How many would do so if their needs are all cared for whether they succeed or not? What's their motivation? Right now, you invest and take risks because you want to build a better life for yourself and your family. If the "better life" is handed to you right from the start, you'd never bother trying that new business, right? There's no reason to...

Also, how many wont have a life savings to invest in the first place if the government taxes them at a rate which makes it nearly impossible to accumulate wealth? It's a double edged sword. You're eliminating the motivation to succeed and simultaneously eliminating the rewards for success. Of course innovation and effort will be reduced.

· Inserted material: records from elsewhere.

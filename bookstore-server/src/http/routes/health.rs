//! Health check endpoint
//!
//! Health is defined as a successful round trip through the pool, so
//! pool exhaustion and an unreachable store both report unhealthy
//! rather than crashing the request.

use axum::extract::State;
use axum::http::StatusCode;
use axum::routing::get;
use axum::{Json, Router};
use serde::Serialize;

use crate::state::AppState;

/// Health check response
#[derive(Serialize)]
pub struct HealthResponse {
    pub message: &'static str,
    #[serde(skip_serializing_if = "Option::is_none")]
    pub error: Option<String>,
}

/// GET /health
async fn health(State(state): State<AppState>) -> (StatusCode, Json<HealthResponse>) {
    match sqlx::query("SELECT 1").execute(state.pool()).await {
        Ok(_) => (
            StatusCode::OK,
            Json(HealthResponse {
                message: "healthy",
                error: None,
            }),
        ),
        Err(err) => {
            tracing::warn!("Health check failed: {}", err);
            (
                StatusCode::SERVICE_UNAVAILABLE,
                Json(HealthResponse {
                    message: "unhealthy",
                    error: Some(err.to_string()),
                }),
            )
        }
    }
}

/// Health routes
pub fn router() -> Router<AppState> {
    Router::new().route("/health", get(health))
}
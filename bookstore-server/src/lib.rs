//! bookstore-server: CRUD HTTP service over a single `books` table
//!
//! Exposes list/get/create/update/delete for the book catalog plus a
//! database-backed health check. All statement execution goes through
//! a bounded Postgres connection pool.

pub mod db;
pub mod http;
pub mod models;
pub mod state;

pub use state::AppState;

It's why 5 years after Katrina you still saw people living in poor neighborhoods with trash and debris in the road (from the flood), complaining about it, but never bothering to lift a finger to put any of the trash into the big bins right at the end of the street. They were unwilling to even pick up the trash right in front of their homes if it meant that they had to expend effort. That's what an entitlement mentality creates. People who expect the government to do everything for them and constantly ******** when it doesn't.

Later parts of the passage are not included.